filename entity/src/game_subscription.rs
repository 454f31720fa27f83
use sea_orm::entity::prelude::*;

#[derive(Clone, Debug, PartialEq, Eq, DeriveEntityModel)]
#[sea_orm(table_name = "game_subscription")]
pub struct Model {
    #[sea_orm(primary_key)]
    pub id: i32,
    pub guild_id: String,
    pub game_id: i32,
}

#[derive(Copy, Clone, Debug, EnumIter, DeriveRelation)]
pub enum Relation {
    #[sea_orm(
        belongs_to = "super::destination::Entity",
        from = "Column::GuildId",
        to = "super::destination::Column::GuildId",
        on_update = "Cascade",
        on_delete = "Cascade"
    )]
    Destination,
    #[sea_orm(
        belongs_to = "super::game::Entity",
        from = "Column::GameId",
        to = "super::game::Column::Id",
        on_update = "Cascade",
        on_delete = "Cascade"
    )]
    Game,
}

impl Related<super::destination::Entity> for Entity {
    fn to() -> RelationDef {
        Relation::Destination.def()
    }
}

impl Related<super::game::Entity> for Entity {
    fn to() -> RelationDef {
        Relation::Game.def()
    }
}

impl ActiveModelBehavior for ActiveModel {}
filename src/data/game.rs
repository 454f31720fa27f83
//! Game registry repository.
//!
//! Reads games together with their ordered sources, and performs the few mutations the
//! engine and registration flow need: creation, wholesale source replacement, release
//! date updates, and cascading removal.

use chrono::{NaiveDate, Utc};
use sea_orm::{
    ActiveModelTrait, ActiveValue, ColumnTrait, ConnectionTrait, DatabaseConnection, DbErr,
    EntityTrait, QueryFilter, QueryOrder, TransactionTrait,
};
use std::collections::HashMap;

use crate::model::game::{normalize_name, CreateGameParam, Game, SourceParam};

pub struct GameRepository<'a> {
    db: &'a DatabaseConnection,
}

impl<'a> GameRepository<'a> {
    pub fn new(db: &'a DatabaseConnection) -> Self {
        Self { db }
    }

    /// Creates a game with its sources in a single transaction.
    ///
    /// Sources are stored with no marker so that the first check establishes a baseline.
    ///
    /// # Returns
    /// - `Ok(Game)`: The created game with its sources
    /// - `Err(DbErr)`: Database error, including a duplicate normalized name
    pub async fn create(&self, param: CreateGameParam) -> Result<Game, DbErr> {
        let txn = self.db.begin().await?;

        let game = entity::game::ActiveModel {
            normalized_name: ActiveValue::Set(normalize_name(&param.name)),
            name: ActiveValue::Set(param.name),
            release_date: ActiveValue::Set(param.release_date),
            created_at: ActiveValue::Set(Utc::now()),
            ..Default::default()
        }
        .insert(&txn)
        .await?;

        let sources = insert_sources(&txn, game.id, param.sources, &HashMap::new()).await?;

        txn.commit().await?;

        Ok(Game::from_entity(game, sources))
    }

    /// Gets a game by ID with its sources
    ///
    /// # Returns
    /// - `Ok(Some(Game))`: Game found
    /// - `Ok(None)`: No game with this ID
    /// - `Err(DbErr)`: Database error
    pub async fn get_by_id(&self, id: i32) -> Result<Option<Game>, DbErr> {
        let Some(game) = entity::prelude::Game::find_by_id(id).one(self.db).await? else {
            return Ok(None);
        };

        let sources = entity::prelude::GameSource::find()
            .filter(entity::game_source::Column::GameId.eq(id))
            .order_by_asc(entity::game_source::Column::Position)
            .all(self.db)
            .await?;

        Ok(Some(Game::from_entity(game, sources)))
    }

    /// Finds a game by name, ignoring whitespace and case.
    pub async fn find_by_name(&self, name: &str) -> Result<Option<Game>, DbErr> {
        let game = entity::prelude::Game::find()
            .filter(entity::game::Column::NormalizedName.eq(normalize_name(name)))
            .one(self.db)
            .await?;

        match game {
            Some(game) => self.with_sources(vec![game]).await.map(|mut g| g.pop()),
            None => Ok(None),
        }
    }

    /// Gets every game, ordered by ID.
    pub async fn get_all(&self) -> Result<Vec<Game>, DbErr> {
        let games = entity::prelude::Game::find()
            .order_by_asc(entity::game::Column::Id)
            .all(self.db)
            .await?;

        self.with_sources(games).await
    }

    /// Gets games whose release date is still unknown.
    pub async fn get_missing_release_date(&self) -> Result<Vec<Game>, DbErr> {
        let games = entity::prelude::Game::find()
            .filter(entity::game::Column::ReleaseDate.is_null())
            .order_by_asc(entity::game::Column::Id)
            .all(self.db)
            .await?;

        self.with_sources(games).await
    }

    /// Gets games releasing on the given calendar date.
    pub async fn get_releasing_on(&self, date: NaiveDate) -> Result<Vec<Game>, DbErr> {
        let games = entity::prelude::Game::find()
            .filter(entity::game::Column::ReleaseDate.eq(date))
            .order_by_asc(entity::game::Column::Id)
            .all(self.db)
            .await?;

        self.with_sources(games).await
    }

    /// Sets the release date of a game.
    ///
    /// # Returns
    /// - `Ok(previous)`: The release date stored before this update
    /// - `Err(DbErr::RecordNotFound)`: No game with this ID
    /// - `Err(DbErr)`: Database error
    pub async fn set_release_date(
        &self,
        id: i32,
        release_date: NaiveDate,
    ) -> Result<Option<NaiveDate>, DbErr> {
        let game = entity::prelude::Game::find_by_id(id)
            .one(self.db)
            .await?
            .ok_or_else(|| DbErr::RecordNotFound(format!("Game {} not found", id)))?;

        let previous = game.release_date;

        let mut active: entity::game::ActiveModel = game.into();
        active.release_date = ActiveValue::Set(Some(release_date));
        active.update(self.db).await?;

        Ok(previous)
    }

    /// Replaces the sources of a game wholesale.
    ///
    /// A source whose type and upstream ID are unchanged keeps its marker; any other
    /// source starts again without a marker.
    ///
    /// # Returns
    /// - `Ok(Some(Game))`: The game with its new sources
    /// - `Ok(None)`: No game with this ID
    /// - `Err(DbErr)`: Database error
    pub async fn replace_sources(
        &self,
        id: i32,
        sources: Vec<SourceParam>,
    ) -> Result<Option<Game>, DbErr> {
        let txn = self.db.begin().await?;

        let Some(game) = entity::prelude::Game::find_by_id(id).one(&txn).await? else {
            txn.rollback().await?;
            return Ok(None);
        };

        let previous = entity::prelude::GameSource::find()
            .filter(entity::game_source::Column::GameId.eq(id))
            .all(&txn)
            .await?;

        let kept_markers: HashMap<(String, String), String> = previous
            .into_iter()
            .filter_map(|s| {
                s.last_update
                    .map(|marker| ((s.source_type, s.source_id), marker))
            })
            .collect();

        entity::prelude::GameSource::delete_many()
            .filter(entity::game_source::Column::GameId.eq(id))
            .exec(&txn)
            .await?;

        let sources = insert_sources(&txn, id, sources, &kept_markers).await?;

        txn.commit().await?;

        Ok(Some(Game::from_entity(game, sources)))
    }

    /// Deletes a game along with its sources, subscriptions and announcements.
    ///
    /// # Returns
    /// - `Ok(true)`: Game deleted
    /// - `Ok(false)`: No game with this ID
    /// - `Err(DbErr)`: Database error
    pub async fn delete(&self, id: i32) -> Result<bool, DbErr> {
        let txn = self.db.begin().await?;

        entity::prelude::GameSource::delete_many()
            .filter(entity::game_source::Column::GameId.eq(id))
            .exec(&txn)
            .await?;

        entity::prelude::GameSubscription::delete_many()
            .filter(entity::game_subscription::Column::GameId.eq(id))
            .exec(&txn)
            .await?;

        entity::prelude::ReleaseAnnouncement::delete_many()
            .filter(entity::release_announcement::Column::GameId.eq(id))
            .exec(&txn)
            .await?;

        let result = entity::prelude::Game::delete_by_id(id).exec(&txn).await?;

        txn.commit().await?;

        Ok(result.rows_affected > 0)
    }

    /// Loads the sources of the given games in one query and assembles domain models.
    async fn with_sources(&self, games: Vec<entity::game::Model>) -> Result<Vec<Game>, DbErr> {
        if games.is_empty() {
            return Ok(Vec::new());
        }

        let ids: Vec<i32> = games.iter().map(|g| g.id).collect();

        let mut sources_by_game: HashMap<i32, Vec<entity::game_source::Model>> = HashMap::new();
        for source in entity::prelude::GameSource::find()
            .filter(entity::game_source::Column::GameId.is_in(ids))
            .order_by_asc(entity::game_source::Column::Position)
            .all(self.db)
            .await?
        {
            sources_by_game
                .entry(source.game_id)
                .or_default()
                .push(source);
        }

        Ok(games
            .into_iter()
            .map(|game| {
                let sources = sources_by_game.remove(&game.id).unwrap_or_default();
                Game::from_entity(game, sources)
            })
            .collect())
    }
}

/// Inserts source rows in list order, restoring markers found in `kept_markers`.
async fn insert_sources<C: ConnectionTrait>(
    db: &C,
    game_id: i32,
    sources: Vec<SourceParam>,
    kept_markers: &HashMap<(String, String), String>,
) -> Result<Vec<entity::game_source::Model>, DbErr> {
    let mut inserted = Vec::with_capacity(sources.len());

    for (position, source) in sources.into_iter().enumerate() {
        let source_type = source.source_type.as_str().to_string();
        let last_update = kept_markers
            .get(&(source_type.clone(), source.source_id.clone()))
            .cloned();

        let model = entity::game_source::ActiveModel {
            game_id: ActiveValue::Set(game_id),
            source_type: ActiveValue::Set(source_type),
            source_id: ActiveValue::Set(source.source_id),
            last_update: ActiveValue::Set(last_update),
            position: ActiveValue::Set(position as i32),
            ..Default::default()
        }
        .insert(db)
        .await?;

        inserted.push(model);
    }

    Ok(inserted)
}
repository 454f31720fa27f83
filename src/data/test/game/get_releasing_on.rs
use super::*;

/// Tests selecting games by release date.
///
/// Verifies that only games releasing on the exact date are returned, and that games
/// without a date are listed as missing one.
///
/// Expected: Ok with one game per query
#[tokio::test]
async fn selects_games_by_release_date() -> Result<(), DbErr> {
    let test = TestBuilder::new()
        .with_game_tables()
        .build()
        .await
        .unwrap();
    let db = test.db.as_ref().unwrap();

    let release = NaiveDate::from_ymd_opt(2025, 3, 10).unwrap();

    let releasing = factory::game::GameFactory::new(db)
        .release_date(Some(release))
        .build()
        .await?;
    factory::game::GameFactory::new(db)
        .release_date(NaiveDate::from_ymd_opt(2025, 3, 11))
        .build()
        .await?;
    let undated = factory::create_game(db).await?;

    let repo = GameRepository::new(db);

    let on_date = repo.get_releasing_on(release).await?;
    assert_eq!(on_date.len(), 1);
    assert_eq!(on_date[0].id, releasing.id);

    let missing = repo.get_missing_release_date().await?;
    assert_eq!(missing.len(), 1);
    assert_eq!(missing[0].id, undated.id);

    Ok(())
}

/// Tests that a source row with an unknown type does not hide the game.
///
/// Expected: Ok with the game and only its known sources
#[tokio::test]
async fn skips_sources_with_unknown_type() -> Result<(), DbErr> {
    let test = TestBuilder::new()
        .with_game_tables()
        .build()
        .await
        .unwrap();
    let db = test.db.as_ref().unwrap();

    let game = factory::create_game(db).await?;
    factory::create_game_source(db, game.id, "internal-feed").await?;
    factory::game_source::GameSourceFactory::new(db, game.id, "carrier-pigeon")
        .position(1)
        .build()
        .await?;

    let repo = GameRepository::new(db);
    let games = repo.get_all().await?;

    assert_eq!(games.len(), 1);
    assert_eq!(games[0].sources.len(), 1);
    assert_eq!(games[0].sources[0].source_type, SourceType::InternalFeed);

    Ok(())
}
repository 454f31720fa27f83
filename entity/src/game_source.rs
use sea_orm::entity::prelude::*;

#[derive(Clone, Debug, PartialEq, Eq, DeriveEntityModel)]
#[sea_orm(table_name = "game_source")]
pub struct Model {
    #[sea_orm(primary_key)]
    pub id: i32,
    pub game_id: i32,
    pub source_type: String,
    pub source_id: String,
    pub last_update: Option<String>,
    pub position: i32,
}

#[derive(Copy, Clone, Debug, EnumIter, DeriveRelation)]
pub enum Relation {
    #[sea_orm(
        belongs_to = "super::game::Entity",
        from = "Column::GameId",
        to = "super::game::Column::Id",
        on_update = "Cascade",
        on_delete = "Cascade"
    )]
    Game,
}

impl Related<super::game::Entity> for Entity {
    fn to() -> RelationDef {
        Relation::Game.def()
    }
}

impl ActiveModelBehavior for ActiveModel {}
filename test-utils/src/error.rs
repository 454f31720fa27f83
use thiserror::Error;

/// Errors that can occur while setting up a test context.
#[derive(Error, Debug)]
pub enum TestError {
    /// Failed to connect to the in-memory database or create a table.
    #[error(transparent)]
    Database(#[from] sea_orm::DbErr),
}
use sea_orm_migration::{prelude::*, schema::*};

#[derive(DeriveMigrationName)]
pub struct Migration;

#[async_trait::async_trait]
impl MigrationTrait for Migration {
    async fn up(&self, manager: &SchemaManager) -> Result<(), DbErr> {
        manager
            .create_table(
                Table::create()
                    .table(Game::Table)
                    .if_not_exists()
                    .col(pk_auto(Game::Id))
                    .col(string(Game::Name))
                    .col(string_uniq(Game::NormalizedName))
                    .col(date_null(Game::ReleaseDate))
                    .col(
                        timestamp(Game::CreatedAt)
                            .default(Expr::current_timestamp())
                            .not_null(),
                    )
                    .to_owned(),
            )
            .await?;

        // Release scheduler scans by date every day
        manager
            .create_index(
                Index::create()
                    .name("idx_game_release_date")
                    .table(Game::Table)
                    .col(Game::ReleaseDate)
                    .to_owned(),
            )
            .await
    }

    async fn down(&self, manager: &SchemaManager) -> Result<(), DbErr> {
        manager
            .drop_index(
                Index::drop()
                    .name("idx_game_release_date")
                    .table(Game::Table)
                    .to_owned(),
            )
            .await?;

        manager
            .drop_table(Table::drop().table(Game::Table).to_owned())
            .await
    }
}

#[derive(DeriveIden)]
pub enum Game {
    Table,
    Id,
    Name,
    NormalizedName,
    ReleaseDate,
    CreatedAt,
}
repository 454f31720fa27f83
//! Ledger of release milestones already announced.

use chrono::{NaiveDate, Utc};
use sea_orm::{
    ActiveModelTrait, ActiveValue, ColumnTrait, DatabaseConnection, DbErr, EntityTrait,
    PaginatorTrait, QueryFilter, SqlErr,
};

use crate::model::release::Milestone;

pub struct ReleaseAnnouncementRepository<'a> {
    db: &'a DatabaseConnection,
}

impl<'a> ReleaseAnnouncementRepository<'a> {
    pub fn new(db: &'a DatabaseConnection) -> Self {
        Self { db }
    }

    /// Claims a milestone of a game for the given release date.
    ///
    /// The first claim inserts the ledger row and wins; every later claim for the same
    /// `(game, milestone, release date)` loses, including one racing on the unique index.
    ///
    /// # Returns
    /// - `Ok(true)`: Claimed, the caller should announce
    /// - `Ok(false)`: Already claimed earlier
    /// - `Err(DbErr)`: Database error
    pub async fn claim(
        &self,
        game_id: i32,
        milestone: Milestone,
        release_date: NaiveDate,
    ) -> Result<bool, DbErr> {
        if self.exists(game_id, milestone, release_date).await? {
            return Ok(false);
        }

        let result = entity::release_announcement::ActiveModel {
            game_id: ActiveValue::Set(game_id),
            milestone: ActiveValue::Set(milestone.as_str().to_string()),
            release_date: ActiveValue::Set(release_date),
            created_at: ActiveValue::Set(Utc::now()),
            ..Default::default()
        }
        .insert(self.db)
        .await;

        match result {
            Ok(_) => Ok(true),
            Err(e) if matches!(e.sql_err(), Some(SqlErr::UniqueConstraintViolation(_))) => {
                Ok(false)
            }
            Err(e) => Err(e),
        }
    }

    /// Checks whether a milestone has been claimed for the given release date.
    pub async fn exists(
        &self,
        game_id: i32,
        milestone: Milestone,
        release_date: NaiveDate,
    ) -> Result<bool, DbErr> {
        let count = entity::prelude::ReleaseAnnouncement::find()
            .filter(entity::release_announcement::Column::GameId.eq(game_id))
            .filter(entity::release_announcement::Column::Milestone.eq(milestone.as_str()))
            .filter(entity::release_announcement::Column::ReleaseDate.eq(release_date))
            .count(self.db)
            .await?;

        Ok(count > 0)
    }
}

__________

▸ **Try it**
From the records, copy out each line that includes the string "QueryFilter".

▸ **Result of the exercise**
    EntityTrait, QueryFilter, QueryOrder, TransactionTrait,
    PaginatorTrait, QueryFilter, SqlErr,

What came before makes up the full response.